Die Abwägung entschied das LAG daher zugunsten der Beklagten. Die Weisung zum Tragen einer roten Hose sei durch die Weisung wirksam zu einer Pflicht aus dem Arbeitsverhältnis geworden. Dass der Kläger diese dennoch bewusst und nachhaltig nicht erfüllte, indiziert, dass eine dauerhafte störungsfreie Vertragserfüllung in Zukunft nicht mehr zu erwarten ist und eine Fortsetzung des Arbeitsverhältnisses nicht mehr zugemutet werden kann. Insbesondere das Festhalten an seiner Weigerung trotz einschlägiger Abmahnungen indiziert eine besonders beharrliche Verweigerung des Klägers. Zuletzt stellte das Gericht noch klar, dass das Fehlen jeglicher Begründung seitens des Klägers, weswegen er die rote Hose ablehnte, anzeige, dass er es offenbar „aus Prinzip“ auf die Eskalation mit der Beklagten angelegt habe. Durch dieses Verhalten lasse der Kläger der Beklagten, sofern diese die Betriebsdisziplin nicht völlig aus der Hand geben wollte, letztlich gar keine andere Wahl als das Arbeitsverhältnis mit ihm zu beenden.

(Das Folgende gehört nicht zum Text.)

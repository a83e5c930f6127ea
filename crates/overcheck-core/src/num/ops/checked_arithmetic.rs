// Copyright (c) 2025 Felix Kahle.
//
// Permission is hereby granted, free of charge, to any person obtaining
// a copy of this software and associated documentation files (the
// "Software"), to deal in the Software without restriction, including
// without limitation the rights to use, copy, modify, merge, publish,
// distribute, sublicense, and/or sell copies of the Software, and to
// permit persons to whom the Software is furnished to do so, subject to
// the following conditions:
//
// The above copyright notice and this permission notice shall be
// included in all copies or substantial portions of the Software.
//
// THE SOFTWARE IS PROVIDED "AS IS", WITHOUT WARRANTY OF ANY KIND,
// EXPRESS OR IMPLIED, INCLUDING BUT NOT LIMITED TO THE WARRANTIES OF
// MERCHANTABILITY, FITNESS FOR A PARTICULAR PURPOSE AND
// NONINFRINGEMENT. IN NO EVENT SHALL THE AUTHORS OR COPYRIGHT HOLDERS BE
// LIABLE FOR ANY CLAIM, DAMAGES OR OTHER LIABILITY, WHETHER IN AN ACTION
// OF CONTRACT, TORT OR OTHERWISE, ARISING FROM, OUT OF OR IN CONNECTION
// WITH THE SOFTWARE OR THE USE OR OTHER DEALINGS IN THE SOFTWARE.

//! Overflow-detecting arithmetic over every [`FixedWidth`] integer.
//!
//! Each operation is implemented once. The predicates are phrased in terms of
//! the wrapped result and the operands' signs, so they hold for signed and
//! unsigned types alike and never need an intermediate wider than the operands.
//! That keeps the 64-bit path identical to the 8-bit one.

use crate::num::{
    outcome::{Checked, DivRem},
    width::FixedWidth,
};

/// Adds two integers, reporting whether the sum is representable.
///
/// On overflow the value is the sum wrapped modulo `2^W`.
///
/// # Examples
///
/// ```rust
/// # use overcheck_core::num::ops::checked_arithmetic::checked_add;
/// assert_eq!(checked_add(100i8, 27).into_parts(), (127, true));
/// assert_eq!(checked_add(100i8, 28).into_parts(), (-128, false));
/// assert_eq!(checked_add(200u8, 100).into_parts(), (44, false));
/// ```
#[inline]
pub fn checked_add<T>(a: T, b: T) -> Checked<T>
where
    T: FixedWidth,
{
    let value = a.wrapping_add(&b);
    // A non-negative addend can only move the sum up; a wrap shows as a decrease.
    let wrapped = if b < T::ZERO { value > a } else { value < a };
    Checked::new(value, !wrapped)
}

/// Subtracts `b` from `a`, reporting whether the difference is representable.
///
/// For unsigned types this fails exactly when `a < b`. On failure the value is
/// the difference wrapped modulo `2^W`.
///
/// # Examples
///
/// ```rust
/// # use overcheck_core::num::ops::checked_arithmetic::checked_sub;
/// assert_eq!(checked_sub(5u8, 3).into_parts(), (2, true));
/// assert_eq!(checked_sub(0u8, 1).into_parts(), (255, false));
/// assert_eq!(checked_sub(i16::MIN, 1).into_parts(), (i16::MAX, false));
/// ```
#[inline]
pub fn checked_sub<T>(a: T, b: T) -> Checked<T>
where
    T: FixedWidth,
{
    let value = a.wrapping_sub(&b);
    let wrapped = if b < T::ZERO { value < a } else { value > a };
    Checked::new(value, !wrapped)
}

/// Multiplies two integers, reporting whether the product is representable.
///
/// The product is verified by dividing it back, so no wider type is involved.
/// On overflow the value is the product wrapped modulo `2^W`.
///
/// # Examples
///
/// ```rust
/// # use overcheck_core::num::ops::checked_arithmetic::checked_mul;
/// assert_eq!(checked_mul(15u8, 17).into_parts(), (255, true));
/// assert_eq!(checked_mul(16u8, 16).into_parts(), (0, false));
/// assert_eq!(checked_mul(-1i64, i64::MIN).into_parts(), (i64::MIN, false));
/// ```
#[inline]
pub fn checked_mul<T>(a: T, b: T) -> Checked<T>
where
    T: FixedWidth,
{
    let value = a.wrapping_mul(&b);
    let exact = if a == T::ZERO {
        true
    } else if a.is_minus_one() {
        // -MIN is the only negation without a representation, and MIN / -1
        // would trap below.
        b != T::MIN
    } else {
        // |value - a*b| is a nonzero multiple of 2^W on overflow, which is
        // larger than any |a| here, so truncation cannot recover b.
        value / a == b
    };
    Checked::new(value, exact)
}

/// Divides `dividend` by `divisor`, truncating toward zero, and returns both
/// quotient and remainder.
///
/// Fails when the divisor is zero and, for signed types, when dividing the
/// minimum value by `-1`. A failed division yields zero for both parts.
///
/// # Examples
///
/// ```rust
/// # use overcheck_core::num::ops::checked_arithmetic::checked_div_rem;
/// assert_eq!(checked_div_rem(7i8, -3).into_parts(), (-2, 1, true));
/// assert_eq!(checked_div_rem(-7i8, -3).into_parts(), (2, -1, true));
/// assert_eq!(checked_div_rem(i8::MIN, i8::MIN).into_parts(), (1, 0, true));
/// assert_eq!(checked_div_rem(i8::MIN, -1).into_parts(), (0, 0, false));
/// assert_eq!(checked_div_rem(0u32, 0).into_parts(), (0, 0, false));
/// ```
#[inline]
pub fn checked_div_rem<T>(dividend: T, divisor: T) -> DivRem<T>
where
    T: FixedWidth,
{
    if divisor == T::ZERO || (dividend == T::MIN && divisor.is_minus_one()) {
        return DivRem::failed();
    }
    DivRem::new(dividend / divisor, dividend % divisor)
}

/// Divides `dividend` by `divisor`, truncating toward zero, and discards the
/// remainder.
///
/// Same failure conditions as [`checked_div_rem`]; a failed division yields zero.
///
/// # Examples
///
/// ```rust
/// # use overcheck_core::num::ops::checked_arithmetic::checked_div;
/// assert_eq!(checked_div(-128i8, 3).ok(), Some(-42));
/// assert_eq!(checked_div(10u16, 0).ok(), None);
/// ```
#[inline]
pub fn checked_div<T>(dividend: T, divisor: T) -> Checked<T>
where
    T: FixedWidth,
{
    checked_div_rem(dividend, divisor).into_quotient()
}

/// Method-call access to the checked operations by value.
///
/// Implemented for every [`FixedWidth`] type.
///
/// # Examples
///
/// ```rust
/// # use overcheck_core::num::ops::checked_arithmetic::CheckedArithmetic;
/// assert!(250u8.exact_add(5).is_exact());
/// assert!(!250u8.exact_add(6).is_exact());
/// assert_eq!(i32::MIN.exact_div_rem(i32::MIN).ok(), Some((1, 0)));
/// ```
pub trait CheckedArithmetic: FixedWidth {
    /// See [`checked_add`].
    fn exact_add(self, rhs: Self) -> Checked<Self>;
    /// See [`checked_sub`].
    fn exact_sub(self, rhs: Self) -> Checked<Self>;
    /// See [`checked_mul`].
    fn exact_mul(self, rhs: Self) -> Checked<Self>;
    /// See [`checked_div`].
    fn exact_div(self, rhs: Self) -> Checked<Self>;
    /// See [`checked_div_rem`].
    fn exact_div_rem(self, rhs: Self) -> DivRem<Self>;
}

impl<T> CheckedArithmetic for T
where
    T: FixedWidth,
{
    #[inline(always)]
    fn exact_add(self, rhs: Self) -> Checked<Self> {
        checked_add(self, rhs)
    }

    #[inline(always)]
    fn exact_sub(self, rhs: Self) -> Checked<Self> {
        checked_sub(self, rhs)
    }

    #[inline(always)]
    fn exact_mul(self, rhs: Self) -> Checked<Self> {
        checked_mul(self, rhs)
    }

    #[inline(always)]
    fn exact_div(self, rhs: Self) -> Checked<Self> {
        checked_div(self, rhs)
    }

    #[inline(always)]
    fn exact_div_rem(self, rhs: Self) -> DivRem<Self> {
        checked_div_rem(self, rhs)
    }
}
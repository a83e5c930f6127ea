// Copyright (c) 2025 Felix Kahle.
//
// Permission is hereby granted, free of charge, to any person obtaining
// a copy of this software and associated documentation files (the
// "Software"), to deal in the Software without restriction, including
// without limitation the rights to use, copy, modify, merge, publish,
// distribute, sublicense, and/or sell copies of the Software, and to
// permit persons to whom the Software is furnished to do so, subject to
// the following conditions:
//
// The above copyright notice and this permission notice shall be
// included in all copies or substantial portions of the Software.
//
// THE SOFTWARE IS PROVIDED "AS IS", WITHOUT WARRANTY OF ANY KIND,
// EXPRESS OR IMPLIED, INCLUDING BUT NOT LIMITED TO THE WARRANTIES OF
// MERCHANTABILITY, FITNESS FOR A PARTICULAR PURPOSE AND
// NONINFRINGEMENT. IN NO EVENT SHALL THE AUTHORS OR COPYRIGHT HOLDERS BE
// LIABLE FOR ANY CLAIM, DAMAGES OR OTHER LIABILITY, WHETHER IN AN ACTION
// OF CONTRACT, TORT OR OTHERWISE, ARISING FROM, OUT OF OR IN CONNECTION
// WITH THE SOFTWARE OR THE USE OR OTHER DEALINGS IN THE SOFTWARE.

//! # Checked Operations
//!
//! ## Submodules
//!
//! - `checked_arithmetic`: `checked_add`, `checked_sub`, `checked_mul`,
//!   `checked_div` and `checked_div_rem`, generic over `FixedWidth`, plus the
//!   by-value `CheckedArithmetic` method trait. Each reports exactness instead
//!   of wrapping silently or trapping.
//! - `fallible`: `try_*` forms returning `Result<_, ArithmeticError<T>>` for
//!   `?`-based propagation.

pub mod checked_arithmetic;
pub mod fallible;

Ausblick und Praxishinweis
Diese Entscheidung des LAG ist aus Arbeitgebersicht zu begrüßen. Arbeitgeber sollten bei der Ausgestaltung einzelner dienstlicher Weisungen beachten, dass die hierdurch verfolgten (legitimen) Zwecke der Weisung – bestenfalls bereits im Wortlaut – deutlich werden. Auf diese Weise wird sichergestellt, dass einer Weisung im Nachgang nicht der Vorwurf der Willkür entgegengehalten werden kann. Erfreulich ist, dass die Kammer auch die Stärkung einer Corporate Identity durch ein einheitliches Erscheinungsbild als legitimen Zweck des Arbeitgebers anerkannt hat. Die Entscheidung macht deutlich, dass eine derartige beharrliche Weigerung auf eine Arbeitgeberweisung praktisch nur in eine Kündigung münden kann. Für Fälle, in denen ein ansonsten beanstandungsloses und langjähriges Arbeitsverhältnis besteht, kann das im Einzelfall und je nach Gewicht der Verweigerung ein jähes Ende darstellen. Diese für beide Parteien unangenehme Konsequenz kann vermieden werden, indem der Arbeitnehmer die unliebsame Weisung zunächst ausführt und parallel hierzu anwaltlich bzw. gerichtlich deren Rechtmäßigkeit prüfen lässt. So riskiert er jedenfalls keine Abmahnungen oder gar Kündigungen und erhält dennoch Rechtssicherheit.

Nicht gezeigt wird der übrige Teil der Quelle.